▸ The data
%%

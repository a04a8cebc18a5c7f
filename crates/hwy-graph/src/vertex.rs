//! Graph vertices.

use hwy_core::{EdgeId, GeoPoint, WaypointId};

/// How widely a vertex is visible across the three graph formats.
#[derive(Copy, Clone, Debug, PartialEq, Eq, PartialOrd, Ord)]
pub enum Visibility {
    /// Never visible outside the simple graph.
    Hidden = 0,
    /// Visible only in the traveled graph; hidden in the collapsed graph.
    TraveledOnly = 1,
    /// Visible in both traveled and collapsed graphs.
    Visible = 2,
}

/// One vertex of the highway graph: a unique waypoint location touched by
/// at least one active-or-preview system.
#[derive(Clone, Debug)]
pub struct HGVertex {
    /// The canonical waypoint this vertex stands for.
    pub waypoint: WaypointId,
    pub point: GeoPoint,
    pub unique_name: String,
    pub visibility: Visibility,
    /// Incidence lists for the three formats.  Simple never changes after
    /// construction; collapsed and traveled shrink as hidden vertices are
    /// absorbed.
    pub incident_s: Vec<EdgeId>,
    pub incident_c: Vec<EdgeId>,
    pub incident_t: Vec<EdgeId>,
}

impl HGVertex {
    pub fn new(waypoint: WaypointId, point: GeoPoint, unique_name: String, visibility: Visibility) -> Self {
        Self {
            waypoint,
            point,
            unique_name,
            visibility,
            incident_s: Vec::new(),
            incident_c: Vec::new(),
            incident_t: Vec::new(),
        }
    }
}
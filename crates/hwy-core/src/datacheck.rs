//! Datacheck entries and false-positive matching.
//!
//! A datacheck entry is a structural complaint about highway data: a label
//! that violates naming conventions, a suspicious geometry, a malformed
//! source line.  Entries are not fatal — they are collected, matched against
//! a maintainer-supplied false-positive list, and the survivors are written
//! to `datacheck.log` and the database.
//!
//! Rendering format (one line, also the false-positive CSV format):
//!
//! ```text
//! root;label1;label2;label3;code;info
//! ```
//!
//! with empty slots for unused labels.

use std::fmt;

// ── Codes ─────────────────────────────────────────────────────────────────────

/// The datacheck rule taxonomy.
///
/// `info` content per code, where used: `DisconnectedRoute` carries the
/// adjacent root's expected connection point, `DuplicateCoords` and
/// `OutOfBounds` the coordinate pair, `HiddenJunction` the incident edge
/// count, `LongSegment`/`VisibleDistance` the distance in miles,
/// `SharpAngle` the angle in degrees, `MalformedLat`/`MalformedLon` the
/// offending parameter, `MalformedUrl` always `MISSING_ARG(S)`,
/// `LabelTooLong` the truncated tail, and the `Invalid*Char` codes the
/// character in question.
#[derive(Copy, Clone, Debug, PartialEq, Eq, PartialOrd, Ord, Hash)]
pub enum DatacheckCode {
    BadAngle,
    BusWithI,
    DisconnectedRoute,
    DuplicateCoords,
    DuplicateLabel,
    HiddenJunction,
    HiddenTerminus,
    InterstateNoHyphen,
    InvalidFinalChar,
    InvalidFirstChar,
    LabelInvalidChar,
    LabelLooksHidden,
    LabelParens,
    LabelSelfref,
    LabelSlashes,
    LabelTooLong,
    LabelUnderscores,
    LacksGeneric,
    LongSegment,
    LongUnderscore,
    MalformedLat,
    MalformedLon,
    MalformedUrl,
    NonterminalUnderscore,
    OutOfBounds,
    SharpAngle,
    UsLetter,
    VisibleDistance,
    VisibleHiddenColoc,
}

impl DatacheckCode {
    pub fn as_str(self) -> &'static str {
        use DatacheckCode::*;
        match self {
            BadAngle => "BAD_ANGLE",
            BusWithI => "BUS_WITH_I",
            DisconnectedRoute => "DISCONNECTED_ROUTE",
            DuplicateCoords => "DUPLICATE_COORDS",
            DuplicateLabel => "DUPLICATE_LABEL",
            HiddenJunction => "HIDDEN_JUNCTION",
            HiddenTerminus => "HIDDEN_TERMINUS",
            InterstateNoHyphen => "INTERSTATE_NO_HYPHEN",
            InvalidFinalChar => "INVALID_FINAL_CHAR",
            InvalidFirstChar => "INVALID_FIRST_CHAR",
            LabelInvalidChar => "LABEL_INVALID_CHAR",
            LabelLooksHidden => "LABEL_LOOKS_HIDDEN",
            LabelParens => "LABEL_PARENS",
            LabelSelfref => "LABEL_SELFREF",
            LabelSlashes => "LABEL_SLASHES",
            LabelTooLong => "LABEL_TOO_LONG",
            LabelUnderscores => "LABEL_UNDERSCORES",
            LacksGeneric => "LACKS_GENERIC",
            LongSegment => "LONG_SEGMENT",
            LongUnderscore => "LONG_UNDERSCORE",
            MalformedLat => "MALFORMED_LAT",
            MalformedLon => "MALFORMED_LON",
            MalformedUrl => "MALFORMED_URL",
            NonterminalUnderscore => "NONTERMINAL_UNDERSCORE",
            OutOfBounds => "OUT_OF_BOUNDS",
            SharpAngle => "SHARP_ANGLE",
            UsLetter => "US_LETTER",
            VisibleDistance => "VISIBLE_DISTANCE",
            VisibleHiddenColoc => "VISIBLE_HIDDEN_COLOC",
        }
    }

    /// Codes that may never be suppressed via the false-positive list.
    /// FP file entries carrying one of these are rejected at load time.
    pub fn always_error(self) -> bool {
        use DatacheckCode::*;
        matches!(
            self,
            BadAngle
                | DisconnectedRoute
                | DuplicateLabel
                | HiddenTerminus
                | InterstateNoHyphen
                | InvalidFinalChar
                | InvalidFirstChar
                | LabelInvalidChar
                | LabelParens
                | LabelSlashes
                | LabelTooLong
                | LabelUnderscores
                | LongUnderscore
                | MalformedLat
                | MalformedLon
                | MalformedUrl
                | NonterminalUnderscore
                | UsLetter
        )
    }
}

impl fmt::Display for DatacheckCode {
    fn fmt(&self, f: &mut fmt::Formatter<'_>) -> fmt::Result {
        f.write_str(self.as_str())
    }
}

impl std::str::FromStr for DatacheckCode {
    type Err = ();

    fn from_str(s: &str) -> Result<Self, Self::Err> {
        use DatacheckCode::*;
        const ALL: [DatacheckCode; 29] = [
            BadAngle,
            BusWithI,
            DisconnectedRoute,
            DuplicateCoords,
            DuplicateLabel,
            HiddenJunction,
            HiddenTerminus,
            InterstateNoHyphen,
            InvalidFinalChar,
            InvalidFirstChar,
            LabelInvalidChar,
            LabelLooksHidden,
            LabelParens,
            LabelSelfref,
            LabelSlashes,
            LabelTooLong,
            LabelUnderscores,
            LacksGeneric,
            LongSegment,
            LongUnderscore,
            MalformedLat,
            MalformedLon,
            MalformedUrl,
            NonterminalUnderscore,
            OutOfBounds,
            SharpAngle,
            UsLetter,
            VisibleDistance,
            VisibleHiddenColoc,
        ];
        ALL.iter().copied().find(|c| c.as_str() == s).ok_or(())
    }
}

// ── Entries ───────────────────────────────────────────────────────────────────

/// One datacheck emission: the offending route's root, up to three related
/// waypoint labels, the rule code, and optional extra information.
#[derive(Clone, Debug, PartialEq, Eq)]
pub struct DatacheckEntry {
    pub root: String,
    pub labels: Vec<String>,
    pub code: DatacheckCode,
    pub info: String,
    /// Set once the entry has been matched by a false-positive list entry.
    pub fp: bool,
}

impl DatacheckEntry {
    pub fn new(root: &str, labels: &[&str], code: DatacheckCode, info: impl Into<String>) -> Self {
        debug_assert!(labels.len() <= 3);
        Self {
            root: root.to_string(),
            labels: labels.iter().map(|l| l.to_string()).collect(),
            code,
            info: info.into(),
            fp: false,
        }
    }

    /// Whether the false-positive entry matches this error in every field
    /// except `info`.
    pub fn match_except_info(&self, fp: &FpEntry) -> bool {
        if self.root != fp.root || self.code.as_str() != fp.code {
            return false;
        }
        for (i, label) in self.labels.iter().enumerate().take(3) {
            if label != &fp.labels[i] {
                return false;
            }
        }
        true
    }

    /// Sort key: the rendered line, which groups by root, then labels,
    /// then code.
    pub fn sort_key(&self) -> String {
        self.to_string()
    }
}

impl fmt::Display for DatacheckEntry {
    fn fmt(&self, f: &mut fmt::Formatter<'_>) -> fmt::Result {
        write!(f, "{};", self.root)?;
        for i in 0..3 {
            match self.labels.get(i) {
                Some(l) => write!(f, "{l};")?,
                None => write!(f, ";")?,
            }
        }
        write!(f, "{};{}", self.code, self.info)
    }
}

// ── False-positive entries ────────────────────────────────────────────────────

/// One row of the maintainer's false-positive CSV:
/// `root;label1;label2;label3;code;info`.
///
/// The code is kept as raw text: an FP entry with an unknown code simply
/// never matches and surfaces in the unmatched-FP log.
#[derive(Clone, Debug, PartialEq, Eq)]
pub struct FpEntry {
    pub root: String,
    pub labels: [String; 3],
    pub code: String,
    pub info: String,
}

impl fmt::Display for FpEntry {
    fn fmt(&self, f: &mut fmt::Formatter<'_>) -> fmt::Result {
        write!(
            f,
            "{};{};{};{};{};{}",
            self.root, self.labels[0], self.labels[1], self.labels[2], self.code, self.info
        )
    }
}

%%

▸ Work required
The answer should contain only the lines from the first line of the entries through the line holding "#[derive(Copy, Clone, Debug, PartialEq, Eq, PartialOrd, Ord)]", each exactly as written.

▸ Answer box
repository a04a8cebc18a5c7f
filename crates/hwy-graph/src/vertex.rs
//! Graph vertices.

use hwy_core::{EdgeId, GeoPoint, WaypointId};

/// How widely a vertex is visible across the three graph formats.
#[derive(Copy, Clone, Debug, PartialEq, Eq, PartialOrd, Ord)]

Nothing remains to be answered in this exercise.